What Are Grade I, II, and III Burns?

Today, we are going to learn more about these burns. This article will help you understand the causes and types of these burns. Continue reading to be aware of this crucial knowledge you can use to help yourself and others.

What are Burns?

The meaning of the term ‘burn’ is not restricted to the burning sensation associated with this injury. They are characterized by severe skin damage where the affected skin cells die. Depending on the degree and cause of injury, the majority of people recover from burns without severe health consequences. But in case of more serious burns, immediate emergency medical care is required to prevent complications and death. Minor burns take several days to heal completely, whereas more serious burns take months to recover from. In addition, there is a greater risk of infection  when your skin gets damaged by a burn.

Causes of Burns

While open flames are one of the most common reasons for burns, they usually result from an energy transfer to the body. The causes of burns are classified as follows.

  1. Thermal Burns

When you touch a very hot object, it raises the temperature of your skin, and your skin cells start dying. The reasons for thermal burns include flames, very hot metals, scalding liquids, and steam.

  1. Chemical Burns

When the chemicals such as strong acids, solvents, and detergents come in contact with your skin, they can cause your skin to burn.

  1. Radiation Burns

Sunburn is a typical example of radiation burn, while the other sources of radiation that can cause burn are X-rays or radiation therapy to treat cancer.

  1. Electrical Burns

This type of burn is possible when you come into contact with an electrical current.

  1. Cold Burns

These types of burns are also called ‘frostbite,’ which causes damage to the skin by freezing it. Being outside in freezing temperatures can cause frostbite. If your skin gets in contact with something very cold directly for a prolonged period of time, it can cause a cold burn.

  1. Friction Burns

When some of your skin gets rubbed off by a hard object, a friction burn is what you have. It’s both a heat burn and an abrasion (scrape). These burns are commonly observed in motorcycle and bike accidents.

Stages or Grades of Burns

Burns are classified as Grade-I, II, and III, depending on severity and depth of skin penetration.

  • Grade-I (Superficial) Burns

Also known as first-degree burns, they affect only the epidermis, i.e., the outer layer of your skin. There are no blisters at the burn site; they are red, painful, and dry. An example is a mild sunburn. These burns rarely cause long-term tissue damage and often consist of an increase or decrease in your skin color.

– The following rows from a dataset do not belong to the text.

//! axon-run: load an AXGM model, execute the graph once, print the outputs.
//!
//! Exit status is 0 on success; any load/build/allocate/invoke failure
//! prints a message to stderr and exits 1.

use std::path::PathBuf;
use std::process;
use std::sync::Arc;

use clap::Parser;

use axon_runtime::cli;
use axon_runtime::container::Model;
use axon_runtime::engine::GraphInstance;
use axon_runtime::error::PipelineError;
use axon_runtime::ops::OpResolver;
use axon_runtime::tensor::ElemType;

#[derive(Parser)]
#[command(name = "axon-run", about = "Execute an AXGM model graph once")]
struct Args {
    /// Path to the .axgm model file
    model: PathBuf,
}

fn main() {
    let args = Args::parse();
    cli::init_logging();

    if let Err(e) = run(args) {
        eprintln!("error: {}", e);
        process::exit(1);
    }
}

fn run(args: Args) -> Result<(), PipelineError> {
    let model = Arc::new(Model::load(&args.model)?);
    println!(
        "model loaded: {} tensors, {} ops",
        model.n_tensors(),
        model.n_ops()
    );

    let resolver = OpResolver::builtin();
    let mut graph = GraphInstance::build(model, &resolver)?;
    println!("graph built");

    graph.allocate()?;
    println!("tensors allocated");

    // Fill every f32 input with the ramp 1.0, 2.0, 3.0, ... as the demo
    // driver has always done. Other input types stay zeroed.
    for i in 0..graph.input_count() {
        if graph.input_elem(i) == ElemType::F32 {
            let input = graph.typed_input::<f32>(i)?;
            for (j, v) in input.iter_mut().enumerate() {
                *v = (j + 1) as f32;
            }
        }
    }
    println!("input data set");

    graph.invoke()?;
    println!("invocation complete");

    for i in 0..graph.output_count() {
        let elem = graph.output_elem(i);
        let shape = graph.output_shape(i).to_vec();
        println!("output {}: type={} shape={:?}", i, elem, shape);
        let rendered = match elem {
            ElemType::F32 => join(graph.typed_output::<f32>(i)?),
            ElemType::I32 => join(graph.typed_output::<i32>(i)?),
            ElemType::U8 => join(graph.typed_output::<u8>(i)?),
            ElemType::I64 => join(graph.typed_output::<i64>(i)?),
        };
        println!("{}", rendered);
    }

    Ok(())
}

fn join<T: std::fmt::Display>(values: &[T]) -> String {
    values
        .iter()
        .map(|v| v.to_string())
        .collect::<Vec<_>>()
        .join(" ")
}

  • Grade-II (Partial Thickness) Burns

These are second-degree burns involving the epidermis and a part of the dermis layer of your skin. The burn site usually appears red and blistered. It may be swollen and painful in some cases.

  • Grade-III (Full Thickness) Burns

Also called third-degree burns, they destroy the epidermis and dermis layers of your skin. These burns can also damage your muscles, tendons, and underlying bones. The burn site usually appears white or charred. Due to the destroyed nerve endings, there is no sensation in the burnt area.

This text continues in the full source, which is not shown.